The name of the episode is “Stand up for the Truth.”

As this writer listened to the podcast, Fox News Capitol Hill producer Chad Pergram tweeted that he could confirm Bongino will be a witness at the House Judiciary Committee hearing Wednesday morning on the topic of “Policing Practices and Law Enforcement Accountability.”

The House Judiciary Committee website does not yet list the witnesses who will appear at Wednesday’s hearing.  However, at the opening of the show, Bongino said he had a “big update on what may happen tomorrow” with the suggestion of more elaboration later in the show.

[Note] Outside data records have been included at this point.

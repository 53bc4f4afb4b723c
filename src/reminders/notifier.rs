use std::io::Write;
use anyhow::Result;
use crate::reminders::scheduler::Notification;

/// Delivery channel for fired reminders
pub trait Notifier {
    fn notify(&mut self, notification: &Notification) -> Result<()>;
}

/// Writes reminders to a terminal stream, ringing the bell when asked
pub struct ConsoleNotifier<W: Write> {
    out: W,
    bell: bool,
}

impl<W: Write> ConsoleNotifier<W> {
    pub fn new(out: W, bell: bool) -> Self {
        Self { out, bell }
    }
}

impl<W: Write> Notifier for ConsoleNotifier<W> {
    fn notify(&mut self, notification: &Notification) -> Result<()> {
        if self.bell {
            write!(self.out, "\x07")?;
        }
        writeln!(
            self.out,
            "[{}] {}",
            notification.fire_at.format("%Y-%m-%d %H:%M"),
            notification.body
        )?;
        self.out.flush()?;
        Ok(())
    }
}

In discussing the use of police “chokeholds,” which some jurisdictions are considering abolishing by policy, Bongino said that while an untrained individual should not attempt a “carotid restraint” or “chokehold,” the latter can prove life-saving to a person who has been attacked by a criminal and whose life is threatened.

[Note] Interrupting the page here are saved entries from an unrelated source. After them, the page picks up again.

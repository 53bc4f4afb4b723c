use chrono::{Duration, NaiveDate, NaiveDateTime};
use serde_json::json;
use tempfile::TempDir;
use taskpad::models::{Repeat, Task, TaskStatus};
use taskpad::store::{BlobStore, SqliteBlobStore, StoreError, TaskPatch, TaskStore, TASKS_KEY};

fn at(h: u32, m: u32, s: u32) -> NaiveDateTime {
    NaiveDate::from_ymd_opt(2026, 10, 16).unwrap().and_hms_opt(h, m, s).unwrap()
}

fn task(title: &str) -> Task {
    Task::new(title.to_string(), "personal".to_string(), at(9, 0, 0))
}

fn open(dir: &TempDir) -> TaskStore<SqliteBlobStore> {
    let blob = SqliteBlobStore::open(&dir.path().join("tasks.db")).unwrap();
    TaskStore::open(blob, Duration::seconds(5))
}

#[test]
fn test_mutations_survive_reopen() {
    let dir = TempDir::new().unwrap();
    let id = {
        let mut store = open(&dir);
        let t = task("persisted");
        let id = t.id.clone();
        store.add(t).unwrap();
        store
            .update(&id, TaskPatch { notes: Some("note".to_string()), ..Default::default() })
            .unwrap();
        id
    };

    let store = open(&dir);
    assert_eq!(store.list().len(), 1);
    assert_eq!(store.get(&id).unwrap().notes, "note");
}

#[test]
fn test_undo_slot_survives_reopen_until_expiry() {
    let dir = TempDir::new().unwrap();
    {
        let mut store = open(&dir);
        store.add(task("a")).unwrap();
        let id = store.resolve("1").unwrap();
        store.remove(&id, at(12, 0, 0)).unwrap();
    }

    let mut store = open(&dir);
    assert!(store.pending_undo().is_pending(at(12, 0, 3)));
    let restored = store.undo(at(12, 0, 3)).unwrap();
    assert_eq!(restored.map(|t| t.title), Some("a".to_string()));

    let mut store = open(&dir);
    assert_eq!(store.list().len(), 1);
    assert!(store.undo(at(12, 0, 4)).unwrap().is_none());
}

#[test]
fn test_undo_after_expiry_discards() {
    let dir = TempDir::new().unwrap();
    let mut store = open(&dir);
    store.add(task("a")).unwrap();
    let id = store.resolve("1").unwrap();
    store.remove(&id, at(12, 0, 0)).unwrap();

    assert!(store.undo(at(12, 0, 5)).unwrap().is_none());
    assert!(store.list().is_empty());
}

#[test]
fn test_legacy_blob_loads_with_defaults() {
    let dir = TempDir::new().unwrap();
    {
        let mut blob = SqliteBlobStore::open(&dir.path().join("tasks.db")).unwrap();
        let legacy = json!([
            {"id": 1700000000000u64, "title": "Old habit", "category": "health",
             "repeat": "daily", "dueDate": "2026-10-15T00:00:00.000", "createdAt": "2026-01-01T08:00:00"},
            {"title": "broken, no id"}
        ]);
        blob.put(TASKS_KEY, &legacy.to_string()).unwrap();
    }

    let store = open(&dir);
    assert_eq!(store.list().len(), 1);
    let t = &store.list()[0];
    assert_eq!(t.id, "1700000000000");
    assert_eq!(t.repeat, Repeat::Daily);
    assert_eq!(t.due_date, NaiveDate::from_ymd_opt(2026, 10, 15));
    assert_eq!(t.status, TaskStatus::Todo);
    assert!(t.checklist.is_empty());
}

#[test]
fn test_export_then_import_replaces_collection() {
    let dir = TempDir::new().unwrap();
    let mut source = open(&dir);
    source.add(task("one")).unwrap();
    source.add(task("two")).unwrap();
    let exported = source.export_json().unwrap();

    let other = TempDir::new().unwrap();
    let mut target = open(&other);
    target.add(task("stale")).unwrap();
    assert!(target.import_json(&exported).unwrap());
    assert_eq!(target.list(), source.list());

    // One bad record rejects the whole import
    let partial = json!([{"id": "x", "title": "ok", "category": "work", "createdAt": "2026-01-01T08:00:00"}, 42]);
    assert!(!target.import_json(&partial.to_string()).unwrap());
    assert_eq!(target.list().len(), 2);
}

#[test]
fn test_missing_task_errors() {
    let dir = TempDir::new().unwrap();
    let mut store = open(&dir);
    let err = store.toggle("nope", at(9, 0, 0)).unwrap_err();
    assert!(matches!(err, StoreError::TaskNotFound(_)));
    assert!(err.is_user_error());
    assert!(store.remove("nope", at(9, 0, 0)).is_err());
}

The carotid restraint “is not a chokehold,” Bongino said.  “It’s not a choke; it looks like a choke…the carotid restraint, where the crook of the elbow is on the windpipe..the forearm and the bicep restrain the carotid artery…this is a safe maneuver…Chokeholds are very dangerous…”

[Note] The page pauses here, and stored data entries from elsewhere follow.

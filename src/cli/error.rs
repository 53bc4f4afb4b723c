// Error handling utilities for consistent error messages and exit codes

use std::process;

/// Exit with a user error (exit code 1)
/// User errors are for invalid input, missing tasks, etc.
pub fn user_error(message: &str) -> ! {
    eprintln!("Error: {}", message);
    process::exit(1);
}

/// Validate that a string is not empty
pub fn validate_non_empty(value: &str, field_name: &str) -> Result<(), String> {
    if value.trim().is_empty() {
        Err(format!("{} cannot be empty", field_name))
    } else {
        Ok(())
    }
}

/// Validate a 1-based checklist item number against the list length
pub fn validate_item_number(number: usize, len: usize) -> Result<usize, String> {
    if len == 0 {
        return Err("Task has no checklist items".to_string());
    }
    if number == 0 || number > len {
        return Err(format!("Invalid checklist item {}. Expected 1-{}.", number, len));
    }
    Ok(number - 1)
}
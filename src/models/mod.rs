// Core data models for Taskpad
// These structs represent the domain entities

pub mod task;
pub mod category;

pub use task::*;
pub use category::*;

Of the carotid restraint, Bongino said, “It is a very effective way of stopping someone trying to kill you from actually killing you if you’re on the street…” which should not be restricted by policy-makers.

The uproar over local policing techniques arose on May 25 as cellphone video of Minneapolis resident George Floyd lying in the street with an officer’s knee pressing on his neck went viral.

Floyd lost his life as then-MPD Officer Derek Chauvin continued the pressure for nearly nine minutes, during which three other officers did little to intervene as Floyd gasped, “I can’t breathe.”

All four officers are now in custody, with Chauvin charged with second-degree murder and third-degree manslaughter.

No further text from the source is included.